**Exercise**. Within the listing below, locate all lines containing the word "RequestTask". Copy each one.

**Records shown**.
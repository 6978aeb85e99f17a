//! Length-delimited JSON framing.
//!
//! Every message travels as a 4-byte big-endian length followed by that
//! many bytes of JSON. A TCP read may return half a frame or several
//! frames; the codec buffers until a whole frame is available.

use std::marker::PhantomData;

use serde::{de::DeserializeOwned, Serialize};
use tokio_util::bytes::{Bytes, BytesMut};
use tokio_util::codec::{Decoder, Encoder, LengthDelimitedCodec};

use crate::{ProtoError, Request, Response, DEFAULT_MAX_FRAME_LEN};

/// Encodes `Enc` and decodes `Dec`, one JSON document per frame.
pub struct JsonCodec<Enc, Dec> {
    inner: LengthDelimitedCodec,
    _types: PhantomData<fn(Enc) -> Dec>,
}

/// Coordinator side: reads requests, writes responses.
pub type CoordinatorCodec = JsonCodec<Response, Request>;

/// Worker side: writes requests, reads responses.
pub type WorkerCodec = JsonCodec<Request, Response>;

impl<Enc, Dec> JsonCodec<Enc, Dec> {
    /// Codec with the default frame limit.
    pub fn new() -> Self {
        Self::with_max_frame_len(DEFAULT_MAX_FRAME_LEN)
    }

    /// Codec that rejects frames longer than `max_frame_len` bytes.
    pub fn with_max_frame_len(max_frame_len: usize) -> Self {
        Self {
            inner: LengthDelimitedCodec::builder()
                .length_field_length(4)
                .max_frame_length(max_frame_len)
                .new_codec(),
            _types: PhantomData,
        }
    }
}

impl<Enc, Dec> Default for JsonCodec<Enc, Dec> {
    fn default() -> Self {
        Self::new()
    }
}

impl<Enc, Dec: DeserializeOwned> Decoder for JsonCodec<Enc, Dec> {
    type Item = Dec;
    type Error = ProtoError;

    fn decode(&mut self, src: &mut BytesMut) -> Result<Option<Self::Item>, Self::Error> {
        match self.inner.decode(src)? {
            Some(frame) => Ok(Some(serde_json::from_slice(&frame)?)),
            None => Ok(None),
        }
    }
}

impl<Enc: Serialize, Dec> Encoder<Enc> for JsonCodec<Enc, Dec> {
    type Error = ProtoError;

    fn encode(&mut self, item: Enc, dst: &mut BytesMut) -> Result<(), Self::Error> {
        let body = serde_json::to_vec(&item)?;
        self.inner.encode(Bytes::from(body), dst)?;
        Ok(())
    }
}

#[cfg(test)]
mod tests {
    use super::*;
    use futures_util::{SinkExt, StreamExt};
    use lanrun_core::PeerId;
    use tokio_util::codec::{FramedRead, FramedWrite};

    use crate::Payload;

    fn heartbeat() -> Request {
        Request::Heartbeat {
            peer_id: PeerId::new("w1"),
        }
    }

    #[test]
    fn test_partial_frames_are_buffered() {
        let mut worker = WorkerCodec::new();
        let mut coordinator = CoordinatorCodec::new();

        let mut wire = BytesMut::new();
        worker.encode(heartbeat(), &mut wire).unwrap();

        // Deliver the frame in three pieces.
        let tail = wire.split_off(6);
        let mut buf = BytesMut::new();
        buf.extend_from_slice(&wire[..3]);
        assert!(coordinator.decode(&mut buf).unwrap().is_none());
        buf.extend_from_slice(&wire[3..]);
        assert!(coordinator.decode(&mut buf).unwrap().is_none());
        buf.extend_from_slice(&tail);
        assert_eq!(coordinator.decode(&mut buf).unwrap(), Some(heartbeat()));
        assert!(buf.is_empty());
    }

    #[test]
    fn test_two_frames_in_one_read() {
        let mut worker = WorkerCodec::new();
        let mut coordinator = CoordinatorCodec::new();

        let mut buf = BytesMut::new();
        worker.encode(heartbeat(), &mut buf).unwrap();
        worker
            .encode(
                Request::RequestTask {
                    peer_id: PeerId::new("w1"),
                },
                &mut buf,
            )
            .unwrap();

        assert_eq!(coordinator.decode(&mut buf).unwrap(), Some(heartbeat()));
        assert!(matches!(
            coordinator.decode(&mut buf).unwrap(),
            Some(Request::RequestTask { .. })
        ));
        assert!(coordinator.decode(&mut buf).unwrap().is_none());
    }

    #[test]
    fn test_oversize_frame_is_rejected() {
        let mut coordinator = CoordinatorCodec::with_max_frame_len(16);
        let mut buf = BytesMut::new();
        buf.extend_from_slice(&1000u32.to_be_bytes());
        buf.extend_from_slice(b"{}");

        assert!(matches!(coordinator.decode(&mut buf), Err(ProtoError::Io(_))));
    }

    #[test]
    fn test_invalid_json_frame_is_rejected() {
        let mut coordinator = CoordinatorCodec::new();
        let mut buf = BytesMut::new();
        buf.extend_from_slice(&5u32.to_be_bytes());
        buf.extend_from_slice(b"hello");

        assert!(matches!(coordinator.decode(&mut buf), Err(ProtoError::Json(_))));
    }

    #[tokio::test]
    async fn test_large_payload_over_a_small_pipe() {
        // A 64-byte pipe forces many short reads for one frame.
        let (client, server) = tokio::io::duplex(64);
        let mut writer = FramedWrite::new(client, WorkerCodec::new());
        let mut reader = FramedRead::new(server, CoordinatorCodec::new());

        let payload: Vec<u8> = (0..200_000u32).map(|i| (i % 251) as u8).collect();
        let request = Request::SubmitResult {
            peer_id: None,
            name: "big.zip".to_string(),
            payload: Payload(payload.clone()),
        };

        let send = tokio::spawn(async move { writer.send(request).await });
        let received = reader.next().await.unwrap().unwrap();
        send.await.unwrap().unwrap();

        match received {
            Request::SubmitResult { payload: got, .. } => assert_eq!(got.into_inner(), payload),
            other => panic!("unexpected request: {:?}", other),
        }
    }
}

**Written answer**.
                Request::RequestTask {
            Some(Request::RequestTask { .. })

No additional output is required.